◆ **EXERCISE**
In the entries below, find the line with "custom_data.as_ref()" and the line with "many more; unrecognized"; give again those lines and every line between them, exactly.

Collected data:
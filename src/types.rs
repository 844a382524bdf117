//! Wire types shared by every API group: the response envelope, the
//! discriminated call outcome, and the platform error body.

use std::collections::HashMap;
use std::fmt;

use bon::Builder;
use chrono::{DateTime, Utc};
use reqwest::StatusCode;
use serde::{Deserialize, Serialize};
use serde_json::Value;
use serde_repr::{Deserialize_repr, Serialize_repr};
use strum_macros::Display;

/// The outer JSON object every successful response arrives in:
/// `{ "code": 200, "status": "OK", "data": { ... } }`. Only `data` is
/// surfaced to callers.
#[derive(Debug, Clone, Deserialize)]
pub struct Envelope<T> {
    pub code: u16,
    #[serde(default)]
    pub status: Option<String>,
    pub data: T,
}

/// The discriminated result of one dispatched operation: either the inner
/// `data` payload or the service's error body, never both. The caller's
/// correlation value rides along unchanged in either variant.
///
/// Precondition faults (missing credential, missing title id) and malformed
/// success payloads never appear here; they surface as
/// [`Err`](crate::error::Error) before or instead of an outcome.
#[derive(Debug)]
pub enum ApiOutcome<T> {
    Success {
        data: T,
        custom_data: Option<Value>,
    },
    Failure {
        error: ServiceError,
        custom_data: Option<Value>,
    },
}

impl<T> ApiOutcome<T> {
    #[must_use]
    pub fn is_success(&self) -> bool {
        matches!(self, ApiOutcome::Success { .. })
    }

    #[must_use]
    pub fn is_failure(&self) -> bool {
        matches!(self, ApiOutcome::Failure { .. })
    }

    /// The success payload, if any.
    #[must_use]
    pub fn data(&self) -> Option<&T> {
        match self {
            ApiOutcome::Success { data, .. } => Some(data),
            ApiOutcome::Failure { .. } => None,
        }
    }

    /// The service error, if any.
    #[must_use]
    pub fn error(&self) -> Option<&ServiceError> {
        match self {
            ApiOutcome::Success { .. } => None,
            ApiOutcome::Failure { error, .. } => Some(error),
        }
    }

    /// The correlation value supplied at the call site, regardless of variant.
    #[must_use]
    pub fn custom_data(&self) -> Option<&Value> {
        match self {
            ApiOutcome::Success { custom_data, .. } | ApiOutcome::Failure { custom_data, .. } => {
                custom_data.as_ref()
            }
        }
    }

    /// Collapses the outcome into a plain `Result`, dropping the correlation
    /// value.
    pub fn into_result(self) -> Result<T, ServiceError> {
        match self {
            ApiOutcome::Success { data, .. } => Ok(data),
            ApiOutcome::Failure { error, .. } => Err(error),
        }
    }

    /// Splits the outcome into its result and the correlation value.
    pub fn into_parts(self) -> (Result<T, ServiceError>, Option<Value>) {
        match self {
            ApiOutcome::Success { data, custom_data } => (Ok(data), custom_data),
            ApiOutcome::Failure { error, custom_data } => (Err(error), custom_data),
        }
    }
}

/// Machine-readable category on a [`ServiceError`]. The platform defines
/// many more; unrecognized values map to [`ServiceErrorCode::Unrecognized`]
/// rather than failing deserialization.
#[derive(
    Debug, Clone, Copy, PartialEq, Eq, Serialize_repr, Deserialize_repr, Display,
)]
#[repr(i32)]
pub enum ServiceErrorCode {
    /// Synthesized locally when the transport could not complete the call.
    ConnectionError = -1,
    Unknown = 0,
    InvalidParams = 1000,
    AccountNotFound = 1001,
    InvalidTitleId = 1002,
    InvalidUsernameOrPassword = 1003,
    AccountBanned = 1004,
    SessionTicketExpired = 1100,
    EntityTokenInvalid = 1101,
    OverLimit = 1200,
    ServiceUnavailable = 1201,
    #[serde(other)]
    Unrecognized = -2,
}

/// The error body the service returns on a failed call, e.g.
/// `{ "code": 400, "status": "BadRequest", "error": "InvalidParams",
/// "errorCode": 1000, "errorMessage": "...", "errorDetails": { ... } }`.
///
/// Transport-level failures and unparseable error bodies are normalized into
/// this same shape so callers branch on one type.
#[non_exhaustive]
#[derive(Debug, Clone, PartialEq, Serialize, Deserialize)]
#[serde(rename_all = "camelCase")]
pub struct ServiceError {
    /// HTTP status code, or `0` when the call never reached the service.
    pub code: u16,
    #[serde(default)]
    pub status: Option<String>,
    /// Short error name, e.g. `"InvalidParams"`.
    #[serde(default)]
    pub error: Option<String>,
    pub error_code: ServiceErrorCode,
    #[serde(default)]
    pub error_message: String,
    /// Per-field validation messages, keyed by field name.
    #[serde(default)]
    pub error_details: Option<HashMap<String, Vec<String>>>,
    #[serde(default)]
    pub retry_after_seconds: Option<u64>,
}

impl ServiceError {
    /// Normalizes a transport-level failure (DNS, connect, TLS, body read)
    /// into the uniform error shape.
    #[must_use]
    pub(crate) fn from_transport(error: &reqwest::Error) -> Self {
        Self {
            code: error.status().map_or(0, |status| status.as_u16()),
            status: None,
            error: Some("ConnectionError".to_owned()),
            error_code: ServiceErrorCode::ConnectionError,
            error_message: error.to_string(),
            error_details: None,
            retry_after_seconds: None,
        }
    }

    /// Parses a non-2xx response body, synthesizing an error from the status
    /// line when the body is not the documented error shape.
    #[must_use]
    pub(crate) fn from_error_body(status: StatusCode, body: &str) -> Self {
        serde_json::from_str(body).unwrap_or_else(|_| Self {
            code: status.as_u16(),
            status: status.canonical_reason().map(str::to_owned),
            error: None,
            error_code: ServiceErrorCode::Unknown,
            error_message: body.to_owned(),
            error_details: None,
            retry_after_seconds: None,
        })
    }
}

impl fmt::Display for ServiceError {
    fn fmt(&self, f: &mut fmt::Formatter<'_>) -> fmt::Result {
        write!(
            f,
            "{} ({}): {}",
            self.error.as_deref().unwrap_or("ServiceError"),
            self.error_code,
            self.error_message
        )
    }
}

impl std::error::Error for ServiceError {}

/// Identity of a non-player or generalized entity.
#[derive(Debug, Clone, PartialEq, Eq, Serialize, Deserialize, Builder)]
#[serde(rename_all = "PascalCase")]
#[builder(on(String, into))]
pub struct EntityKey {
    pub id: String,
    #[serde(rename = "Type", default, skip_serializing_if = "Option::is_none")]
    pub entity_type: Option<String>,
}

/// An entity token grant, embedded in login responses and returned by
/// `GetEntityToken`.
#[derive(Debug, Clone, PartialEq, Deserialize)]
#[serde(rename_all = "PascalCase")]
pub struct EntityTokenResult {
    pub entity_token: String,
    #[serde(default)]
    pub token_expiration: Option<DateTime<Utc>>,
    #[serde(default)]
    pub entity: Option<EntityKey>,
}

#[cfg(test)]
mod tests {
    use serde_json::json;

    use super::*;

    #[test]
    fn envelope_surfaces_inner_data() -> anyhow::Result<()> {
        let envelope: Envelope<HashMap<String, String>> = serde_json::from_value(json!({
            "code": 200,
            "status": "OK",
            "data": { "MOTD": "hello" }
        }))?;

        assert_eq!(envelope.code, 200);
        assert_eq!(envelope.data.get("MOTD").map(String::as_str), Some("hello"));
        Ok(())
    }

    #[test]
    fn service_error_deserializes_documented_shape() -> anyhow::Result<()> {
        let error: ServiceError = serde_json::from_value(json!({
            "code": 400,
            "status": "BadRequest",
            "error": "InvalidParams",
            "errorCode": 1000,
            "errorMessage": "CustomId is required",
            "errorDetails": { "CustomId": ["must not be empty"] }
        }))?;

        assert_eq!(error.code, 400);
        assert_eq!(error.error_code, ServiceErrorCode::InvalidParams);
        assert_eq!(error.error_message, "CustomId is required");
        assert_eq!(
            error
                .error_details
                .as_ref()
                .and_then(|details| details.get("CustomId"))
                .map(Vec::len),
            Some(1)
        );
        Ok(())
    }

    #[test]
    fn unrecognized_error_code_does_not_fail() -> anyhow::Result<()> {
        let error: ServiceError = serde_json::from_value(json!({
            "code": 409,
            "errorCode": 987_654,
            "errorMessage": "something new"
        }))?;

        assert_eq!(error.error_code, ServiceErrorCode::Unrecognized);
        Ok(())
    }

    #[test]
    fn error_body_fallback_synthesizes_from_status() {
        let error = ServiceError::from_error_body(StatusCode::BAD_GATEWAY, "<html>oops</html>");
        assert_eq!(error.code, 502);
        assert_eq!(error.error_code, ServiceErrorCode::Unknown);
        assert_eq!(error.error_message, "<html>oops</html>");
    }

    #[test]
    fn outcome_accessors_match_variant() {
        let success: ApiOutcome<u32> = ApiOutcome::Success {
            data: 7,
            custom_data: Some(json!("tag")),
        };
        assert!(success.is_success());
        assert_eq!(success.data(), Some(&7));
        assert!(success.error().is_none());
        assert_eq!(success.custom_data(), Some(&json!("tag")));

        let failure: ApiOutcome<u32> = ApiOutcome::Failure {
            error: ServiceError::from_error_body(StatusCode::BAD_REQUEST, "nope"),
            custom_data: Some(json!("tag")),
        };
        assert!(failure.is_failure());
        assert!(failure.data().is_none());
        assert_eq!(failure.custom_data(), Some(&json!("tag")));

        let (result, custom_data) = failure.into_parts();
        assert!(result.is_err(), "failure must collapse to Err");
        assert_eq!(custom_data, Some(json!("tag")));
    }

    #[test]
    fn entity_key_uses_wire_casing() -> anyhow::Result<()> {
        let key = EntityKey::builder()
            .id("E-42")
            .entity_type("title_player_account")
            .build();

        let value = serde_json::to_value(&key)?;
        assert_eq!(
            value,
            json!({ "Id": "E-42", "Type": "title_player_account" })
        );

        let back: EntityKey = serde_json::from_value(value)?;
        assert_eq!(back, key);
        Ok(())
    }
}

◆ **SOLUTION FOR THIS PROBLEM**
                custom_data.as_ref()
            }
        }
    }

    /// Collapses the outcome into a plain `Result`, dropping the correlation
    /// value.
    pub fn into_result(self) -> Result<T, ServiceError> {
        match self {
            ApiOutcome::Success { data, .. } => Ok(data),
            ApiOutcome::Failure { error, .. } => Err(error),
        }
    }

    /// Splits the outcome into its result and the correlation value.
    pub fn into_parts(self) -> (Result<T, ServiceError>, Option<Value>) {
        match self {
            ApiOutcome::Success { data, custom_data } => (Ok(data), custom_data),
            ApiOutcome::Failure { error, custom_data } => (Err(error), custom_data),
        }
    }
}

/// Machine-readable category on a [`ServiceError`]. The platform defines
/// many more; unrecognized values map to [`ServiceErrorCode::Unrecognized`]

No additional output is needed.